Top of MATERIAL TO PROCESS

use anyhow::Result;
use clap::{Args, Parser, Subcommand};
use std::path::PathBuf;
use vista_compiler::CompilerConfig;
use vista_compiler::config::DEFAULT_PREFIX;

#[derive(Parser)]
#[command(name = "vista", version, about = "Vista template compiler")]
struct Cli {
    /// More logging (-v debug, -vv trace); RUST_LOG applies otherwise
    #[arg(short, long, action = clap::ArgAction::Count, global = true)]
    verbose: u8,
    #[command(subcommand)]
    command: Commands,
}

#[derive(Args)]
struct CompileOpts {
    /// Attribute prefix that marks a directive
    #[arg(long, default_value = DEFAULT_PREFIX)]
    prefix: String,
    /// Report unknown directives
    #[arg(long)]
    diagnostics: bool,
}

impl CompileOpts {
    fn config(&self) -> CompilerConfig {
        CompilerConfig::default()
            .with_prefix(self.prefix.clone())
            .with_diagnostics(self.diagnostics)
    }
}

#[derive(Subcommand)]
enum Commands {
    /// Parse and compile a template, then summarize.
    Check {
        input: PathBuf,
        #[command(flatten)]
        opts: CompileOpts,
    },
    /// Bind a template against JSON data and print the markup.
    Render {
        input: PathBuf,
        /// JSON object used as view-model data
        #[arg(long)]
        data: Option<PathBuf>,
        #[command(flatten)]
        opts: CompileOpts,
    },
}

fn init_tracing(verbose: u8) {
    let filter = match verbose {
        0 => tracing_subscriber::EnvFilter::try_from_default_env()
            .unwrap_or_else(|_| tracing_subscriber::EnvFilter::new("warn")),
        1 => tracing_subscriber::EnvFilter::new("debug"),
        _ => tracing_subscriber::EnvFilter::new("trace"),
    };
    tracing_subscriber::fmt()
        .with_env_filter(filter)
        .with_writer(std::io::stderr)
        .init();
}

fn main() -> Result<()> {
    let cli = Cli::parse();
    init_tracing(cli.verbose);
    match cli.command {
        Commands::Check { input, opts } => {
            let report = vista_cli::check_cmd(&input, opts.config())?;
            println!("{report}");
        }
        Commands::Render { input, data, opts } => {
            let markup = vista_cli::render_cmd(&input, data.as_deref(), opts.config())?;
            println!("{markup}");
        }
    }
    Ok(())
}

Bottom of MATERIAL TO PROCESS

AIM OF THE EXERCISE ▸
From the line containing "let report = vista_cli::check_cmd(&input, opts.config())?;" down to the last line of the records, transcribe every line exactly and add nothing else.

EXERCISE RESPONSE ▸
            let report = vista_cli::check_cmd(&input, opts.config())?;
            println!("{report}");
        }
        Commands::Render { input, data, opts } => {
            let markup = vista_cli::render_cmd(&input, data.as_deref(), opts.config())?;
            println!("{markup}");
        }
    }
    Ok(())
}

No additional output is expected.